Audio Visual Emotion Recognition using TDA

Overview

Audio Visual Emotion Recognition using TDA

RAVDESS database with two datasets analyzed: Video and Audio dataset:

Audio-Dataset: https://www.kaggle.com/uwrfkaggler/ravdess-emotional-speech-audio

Video-Dataset: https://zenodo.org/record/1188976#.X7yio2hKjIU

The Final Master project PDF document is available here.

Folder Video_Dataset:

Dataset used is available in this url https://zenodo.org/record/1188976#.X7yio2hKjIU The algorithm works in this order:

  1. delaunay_construction.m: The first step of the algorithm in order to build the Delaunay triangulation in every video associated from dataset, remind that we have videos of 24 people and for each person 60 videos associated to 8 emotions. The first step is to defines the pathdata where it is the dataset address, that it is in format csv with the landmark point of the face. The coordinate of point X is is between position 2:297 and Y from 138:416 return the Delaunay_base, the struct that we will use in the code.

  2. complex_filtration.m: After get the delaunay_construction, we apply complex_filtration(Delaunay). The input is the Delaunay triangulation, in this code we built the complexes using the triangulation, taking the edges which form the squares and used them to form the square in every frame. We are working with 9 frames and this function calls the filtration function. Then, this function the return the complex asociated to each video, and the index position where each 3-cell is formed in the complex

2.1. filtrations.m This function obtains 8 border simplicial complexes filtered, from 4 view directions, 2 by each direction.We applied a set of function in order to get the different complex, as you can see the funcion return Complex X in the direction of axis X, Complex X in direction of Y, Complex XY, Complex YX in diagonal direction and the same complex with the order inverted.

2.2. complex_wtsquare.m In this function we are going to split the complexes which form every cell to see the features which born and died in the same square on the complex.

  1. WORKFLOW.m One time that we have the complexes build, we are going to apply the Incremental Algorithm (Persistence_new) used in this thesis, the Incremental algorithm was implemented in C++ using differente topology libraries which offer this language. Then we get the barcode or persistence diagram associated to each filter complex obtained at begining. In this function we apply also the function (per_entropy) to summarise the information from the persistence diagram

Load each complex and its index and apply:

3.1 complex2matrix.py: converts the complex obtained for the ATR model applied in matricial way as we explained on the thesis(page 50).

3.2 Persistence_new: ATR model defined in C++ to calculate the persisten homology and get the barcode or persistence diagrams associated with each filtration of the complex. The psuedo-code of the algorithm you will find on the thesis.

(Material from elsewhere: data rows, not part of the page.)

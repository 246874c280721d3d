//! Chain-event ingestion: per-protocol log handlers, the per-batch
//! aggregator, and the persistence pipeline.
//!
//! Handlers are pure transformers from raw logs to canonical events; the
//! aggregator batches their output per transaction; the pipeline is the only
//! writer of canonical rows and the only producer of reconciliation jobs.

use std::sync::Arc;

use async_trait::async_trait;
use thiserror::Error;

use indexer_queue::QueueError;
use indexer_store::{StoreError, StoreInterface};
use indexer_types::{
	Address, EnhancedLog, EventOrigin, OnChainData, OrderId, OrderKind, Trigger, TriggerKind,
	B256, U256,
};

pub mod aggregator;
pub mod pipeline;

pub mod implementations {
	pub mod attribution;
	pub mod erc1155;
	pub mod erc20;
	pub mod erc721;
	pub mod looks_rare;
	pub mod price;
	pub mod punks;
	pub mod wyvern;
}

pub use aggregator::Aggregator;
pub use implementations::attribution::StaticAttributionResolver;
pub use implementations::price::StaticPriceOracle;
pub use pipeline::{ApplyStats, Pipeline};

#[derive(Debug, Error)]
pub enum SyncError {
	#[error(transparent)]
	Store(#[from] StoreError),
	#[error(transparent)]
	Queue(#[from] QueueError),
	#[error("Failed to decode log: {0}")]
	Decode(String),
}

/// Resolved native/USD pricing for one settlement amount.
#[derive(Debug, Clone)]
pub struct PriceData {
	pub native_price: U256,
	pub usd_price: Option<U256>,
}

/// Currency-conversion collaborator. Returning `None` means the price cannot
/// be resolved and the event relying on it must be dropped.
#[async_trait]
pub trait PriceOracle: Send + Sync {
	async fn get_native_price(
		&self,
		currency: Address,
		amount: U256,
		timestamp: u64,
	) -> Option<PriceData>;
}

/// Marketplace-frontend attribution for one fill or order.
#[derive(Debug, Clone, Default)]
pub struct Attribution {
	pub order_source: Option<String>,
	pub fill_source: Option<String>,
	pub aggregator_source: Option<String>,
	pub taker: Option<Address>,
}

#[async_trait]
pub trait AttributionResolver: Send + Sync {
	async fn resolve(
		&self,
		tx_hash: B256,
		kind: OrderKind,
		order_id: Option<OrderId>,
	) -> Attribution;
}

/// Collaborators shared by every handler invocation.
pub struct HandlerContext {
	pub store: Arc<dyn StoreInterface>,
	pub price_oracle: Arc<dyn PriceOracle>,
	pub attribution: Arc<dyn AttributionResolver>,
}

/// Rebuilds the primitive log shape the sol-types decoders expect.
pub(crate) fn prim_log(log: &EnhancedLog) -> alloy::primitives::Log {
	alloy::primitives::Log::new_unchecked(
		log.log.address,
		log.log.topics.clone(),
		log.log.data.clone(),
	)
}

/// Trigger carrying the full on-chain position of the causing event.
pub fn trigger_from(kind: TriggerKind, origin: &EventOrigin) -> Trigger {
	Trigger {
		kind,
		tx_hash: Some(origin.tx_hash),
		tx_timestamp: Some(origin.timestamp),
		log_index: Some(origin.log_index),
		batch_index: Some(origin.batch_index),
	}
}

/// One protocol's log-to-canonical-event translation.
///
/// `handle` receives every log of one transaction, in log-index order, and
/// appends whatever it recognizes to the bundle. Logs of other protocols are
/// ignored, not errors.
#[async_trait]
pub trait EventHandler: Send + Sync {
	fn name(&self) -> &'static str;

	async fn handle(
		&self,
		logs: &[EnhancedLog],
		data: &mut OnChainData,
		ctx: &HandlerContext,
	) -> Result<(), SyncError>;
}
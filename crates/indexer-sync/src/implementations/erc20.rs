//! ERC-20 transfer and approval logs feeding buy-side maker revalidation.
//!
//! Allowance values are deliberately not projected from `Approval` logs:
//! spending reduces an allowance without emitting one, so the stored
//! allowance is refreshed by the balance-sync collaborator and the handler
//! only schedules the recheck.

use alloy::{sol, sol_types::SolEvent};
use async_trait::async_trait;
use tracing::warn;

use indexer_types::{
	Address, EnhancedLog, FtTransferEvent, MakerInfo, MakerUpdate, OnChainData, TriggerKind,
};

use crate::{prim_log, trigger_from, EventHandler, HandlerContext, SyncError};

sol! {
	event Transfer(address indexed from, address indexed to, uint256 value);
	event Approval(address indexed owner, address indexed spender, uint256 value);
}

pub struct Erc20Handler;

fn buy_balance_info(maker: Address, contract: Address, log: &EnhancedLog) -> MakerInfo {
	MakerInfo {
		context: format!("buy-balance-{contract}-{maker}-{}", log.origin.tx_hash),
		maker,
		trigger: trigger_from(TriggerKind::BalanceChange, &log.origin),
		data: MakerUpdate::BuyBalance { contract },
	}
}

#[async_trait]
impl EventHandler for Erc20Handler {
	fn name(&self) -> &'static str {
		"erc20"
	}

	async fn handle(
		&self,
		logs: &[EnhancedLog],
		data: &mut OnChainData,
		_ctx: &HandlerContext,
	) -> Result<(), SyncError> {
		for log in logs {
			let Some(topic0) = log.topic0() else {
				continue;
			};
			let contract = log.log.address;

			// Three topics distinguishes the ERC-20 shape from the ERC-721
			// transfer, which shares the signature hash.
			if topic0 == Transfer::SIGNATURE_HASH && log.log.topics.len() == 3 {
				let transfer = match Transfer::decode_log(&prim_log(log)) {
					Ok(decoded) => decoded,
					Err(err) => {
						warn!(%contract, %err, "Undecodable ERC-20 transfer");
						continue;
					}
				};
				data.ft_transfer_events.push(FtTransferEvent {
					from: transfer.data.from,
					to: transfer.data.to,
					amount: transfer.data.value,
					origin: log.origin.clone(),
				});
				if transfer.data.from != Address::ZERO {
					data.maker_infos
						.push(buy_balance_info(transfer.data.from, contract, log));
				}
				if transfer.data.to != Address::ZERO {
					data.maker_infos
						.push(buy_balance_info(transfer.data.to, contract, log));
				}
			} else if topic0 == Approval::SIGNATURE_HASH && log.log.topics.len() == 3 {
				let approval = match Approval::decode_log(&prim_log(log)) {
					Ok(decoded) => decoded,
					Err(err) => {
						warn!(%contract, %err, "Undecodable ERC-20 approval");
						continue;
					}
				};
				data.maker_infos.push(MakerInfo {
					context: format!(
						"buy-approval-{contract}-{}-{}-{}",
						approval.data.spender, approval.data.owner, log.origin.tx_hash
					),
					maker: approval.data.owner,
					trigger: trigger_from(TriggerKind::ApprovalChange, &log.origin),
					data: MakerUpdate::BuyApproval {
						contract,
						operator: Some(approval.data.spender),
						order_kind: None,
					},
				});
			}
		}
		Ok(())
	}
}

3.3 create_matrix.m: Built the different matrix based on persistence value to classify.

  1. experiment: the first experiment done based on the entropy values of video, but it sets each filtration compex that we get, then for that we worked with vector of eight elements associated to each filtration. Later this matrix is splitted in training and test set in order to use APP Classificator from Matlab and gets the accuracy.

  2. experiment3: Experiment that construct the matrix with the information of each persisten value associate with one filtration of the complex calculated. Later this matrix is splitted in training and test set in order to use APP Classificator from Matlab and gets the accuracy.

  3. feature24_vector.m: experiment done considering a vector of 24 features for each person. in this experiment we dont get good results.

Folder Audio Dataset:

In this url yo can finde the Audio-Dataset used for this implementation, the formal of the files are in .wav: https://www.kaggle.com/uwrfkaggler/ravdess-emotional-speech-audio

Experiment 1

  1. work_flow.py focuses on the first experiment, load data that will be used in the script, and initialize the dataframe to fill.

1.1 test.py using function emotions to get the embedder and duration in seconds of each audio signal. Read the audio and create the time array (timeline), resample the signal, get the optimal parameter delay, apply the emmbedding algorithm

1.2 get_parameters.py function to get the optimal parameter for taken embedding, which contains datDelayInformation for mutual information, false_nearest_neighours for embedding dimension.

1.3 TakensEmbedding: This function returns the Takens embedding of data with a delay into a dimension

1.4 per_entropy.py: Computes the persistence entropy of a set of intervals according to the diagrama obtained.

1.5 get_diagramas.py used to apply Vietoris-Rips filter and get the persisten_entropy values.

  1. machine_learning.py is used to define classification techniques in the set of entropy values. Create training and test splits. Import the KNeighborsClassifier from library. The parameter K is to plot in graph with corresponding error rate for dataset and calculate the mean of error for all the predicted values where K ranges from 1 to 40.

Experment 2

  1. Work_flow2.py: Second experiment, using function emotions_second to obtain the resampled signal, get_diag2 from test.py to calculates the Vietoris-Rips filter.

  2. machine_learning_second: To construct a distance matrix of persistence diagrams (Bottleneck distance). Upload the csv prueba5.csv that contains the label of the emotion associated to each rows of the matrix. Create the fake data matrix: just the indices of the timeseries. Import the KNeighborsClassifier from library. For evaluating the algorithm, confusion matrix, precision, recall and f1 score are the most commonly used. Testing different classifier to see what is the best one. GaussianNB; DecisionTreeClassifier, knn and SVC.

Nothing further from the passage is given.